[TO DO]
Would you please copy each line below that includes the string "HttpReply"?

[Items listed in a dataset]
----------

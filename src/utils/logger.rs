use tracing_subscriber::{layer::SubscriberExt, util::SubscriberInitExt, EnvFilter};

pub fn init_cli_logger(verbose: bool) {
    let filter = if verbose {
        EnvFilter::try_from_default_env()
            .unwrap_or_else(|_| EnvFilter::new("site_forms=debug,info"))
    } else {
        EnvFilter::try_from_default_env().unwrap_or_else(|_| EnvFilter::new("site_forms=info"))
    };

    tracing_subscriber::registry()
        .with(filter)
        .with(
            tracing_subscriber::fmt::layer()
                .with_target(false)
                .with_thread_ids(false)
                .with_file(false)
                .with_line_number(false)
                .with_writer(std::io::stderr)
                .compact(),
        )
        .init();
}

pub fn init_json_logger() {
    let filter =
        EnvFilter::try_from_default_env().unwrap_or_else(|_| EnvFilter::new("site_forms=info"));

    tracing_subscriber::registry()
        .with(filter)
        .with(
            tracing_subscriber::fmt::layer()
                .with_target(false)
                .with_thread_ids(false)
                .with_file(false)
                .with_line_number(false)
                .with_writer(std::io::stderr)
                .json(),
        )
        .init();
}
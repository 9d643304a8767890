#[cfg(feature = "cli")]
pub mod cli;
pub mod page_fixture;
pub mod settings;

#[cfg(feature = "cli")]
pub use cli::CliConfig;
pub use page_fixture::PageFixture;
pub use settings::FormSettings;
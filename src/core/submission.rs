use crate::config::settings::FormSettings;
use crate::core::banner::Banners;
use crate::core::{ButtonContent, FormRequest, HttpReply, NodeId, Page, Query, SubmissionOutcome, Transport};
use crate::utils::error::{FormsError, Result};
use std::collections::HashMap;
use std::sync::{Arc, Mutex, PoisonError};
use tokio::task::JoinHandle;
use tokio_util::sync::CancellationToken;
use url::form_urlencoded;

/// Shared collaborators for the submission flows.
pub struct FlowContext<P: Page, T: Transport> {
    pub page: Arc<P>,
    pub transport: Arc<T>,
    pub settings: Arc<FormSettings>,
    pub banners: Banners<P>,
    pub in_flight: Arc<InFlight>,
}

/// Builds the background POST for a form: urlencoded entries sent to its resolved action.
pub fn build_request<P: Page>(page: &P, form: NodeId, settings: &FormSettings) -> Result<FormRequest> {
    let base = page.base_url();
    let url = match page.attribute(form, "action") {
        Some(action) if !action.trim().is_empty() => base.join(action.trim())?,
        _ => base,
    };

    let body = form_urlencoded::Serializer::new(String::new())
        .extend_pairs(page.form_entries(form))
        .finish();

    Ok(FormRequest {
        url,
        body,
        headers: vec![
            (
                "Content-Type".to_string(),
                "application/x-www-form-urlencoded".to_string(),
            ),
            (
                "X-Requested-With".to_string(),
                settings.http.requested_with.clone(),
            ),
        ],
    })
}

/// Sends the request unless the submission is cancelled first.
pub(crate) async fn send<T: Transport>(
    transport: &T,
    request: Result<FormRequest>,
    token: &CancellationToken,
) -> Option<Result<HttpReply>> {
    let request = match request {
        Ok(request) => request,
        Err(e) => return Some(Err(e)),
    };

    tracing::debug!("POST {} ({} bytes)", request.url, request.body.len());
    tokio::select! {
        biased;
        _ = token.cancelled() => None,
        reply = transport.post_form(request) => Some(reply),
    }
}

/// Tracks which forms have a request in flight. Each submission gets a child of the
/// controller's shutdown token.
#[derive(Debug)]
pub struct InFlight {
    active: Mutex<HashMap<NodeId, CancellationToken>>,
    shutdown: CancellationToken,
}

impl InFlight {
    pub fn new(shutdown: CancellationToken) -> Self {
        Self {
            active: Mutex::new(HashMap::new()),
            shutdown,
        }
    }

    /// Claims the form for a new submission; `None` if one is already running.
    pub fn begin(self: &Arc<Self>, form: NodeId) -> Option<SubmissionGuard> {
        let mut active = self.active.lock().unwrap_or_else(PoisonError::into_inner);
        if active.contains_key(&form) {
            return None;
        }

        let token = self.shutdown.child_token();
        active.insert(form, token.clone());
        Some(SubmissionGuard {
            registry: Arc::clone(self),
            form,
            token,
        })
    }

    pub fn is_active(&self, form: NodeId) -> bool {
        self.active
            .lock()
            .unwrap_or_else(PoisonError::into_inner)
            .contains_key(&form)
    }

    /// Cancels the in-flight submission of one form, if any.
    pub fn cancel(&self, form: NodeId) -> bool {
        match self
            .active
            .lock()
            .unwrap_or_else(PoisonError::into_inner)
            .get(&form)
        {
            Some(token) => {
                token.cancel();
                true
            }
            None => false,
        }
    }

    pub fn len(&self) -> usize {
        self.active.lock().unwrap_or_else(PoisonError::into_inner).len()
    }

    pub fn is_empty(&self) -> bool {
        self.len() == 0
    }
}

/// Releases the form's in-flight slot when the submission ends, however it ends.
#[derive(Debug)]
pub struct SubmissionGuard {
    registry: Arc<InFlight>,
    form: NodeId,
    token: CancellationToken,
}

impl SubmissionGuard {
    pub fn token(&self) -> &CancellationToken {
        &self.token
    }
}

impl Drop for SubmissionGuard {
    fn drop(&mut self) {
        self.registry
            .active
            .lock()
            .unwrap_or_else(PoisonError::into_inner)
            .remove(&self.form);
    }
}

/// Puts a submit button into its loading state and restores the original content and
/// enabled state on drop.
pub struct BusyButton<P: Page> {
    page: Arc<P>,
    button: Option<NodeId>,
    original: Option<ButtonContent>,
}

impl<P: Page> BusyButton<P> {
    pub fn engage(page: Arc<P>, form: NodeId, loading: ButtonContent) -> Self {
        let button = page.query_first(form, Query::SubmitButton);
        let original = button.map(|button| {
            let original = page.button_content(button);
            page.set_button_content(button, loading);
            page.set_disabled(button, true);
            original
        });

        Self {
            page,
            button,
            original,
        }
    }
}

impl<P: Page> Drop for BusyButton<P> {
    fn drop(&mut self) {
        if let (Some(button), Some(original)) = (self.button, self.original.take()) {
            self.page.set_button_content(button, original);
            self.page.set_disabled(button, false);
        }
    }
}

/// Result of dispatching a submit. Halted submissions resolve immediately.
#[derive(Debug)]
pub enum SubmissionHandle {
    Ready(SubmissionOutcome),
    Pending(JoinHandle<SubmissionOutcome>),
}

impl SubmissionHandle {
    pub async fn outcome(self) -> SubmissionOutcome {
        match self {
            SubmissionHandle::Ready(outcome) => outcome,
            SubmissionHandle::Pending(handle) => match handle.await {
                Ok(outcome) => outcome,
                Err(e) => {
                    tracing::error!("Submission task failed: {}", e);
                    SubmissionOutcome::Failed(e.to_string())
                }
            },
        }
    }
}

pub(crate) fn describe_failure(error: &FormsError) -> String {
    match error {
        FormsError::Http(e) => format!("transport error: {}", e),
        other => other.to_string(),
    }
}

----------

[EXERCISE SOLUTION]
use crate::core::{ButtonContent, FormRequest, HttpReply, NodeId, Page, Query, SubmissionOutcome, Transport};
) -> Option<Result<HttpReply>> {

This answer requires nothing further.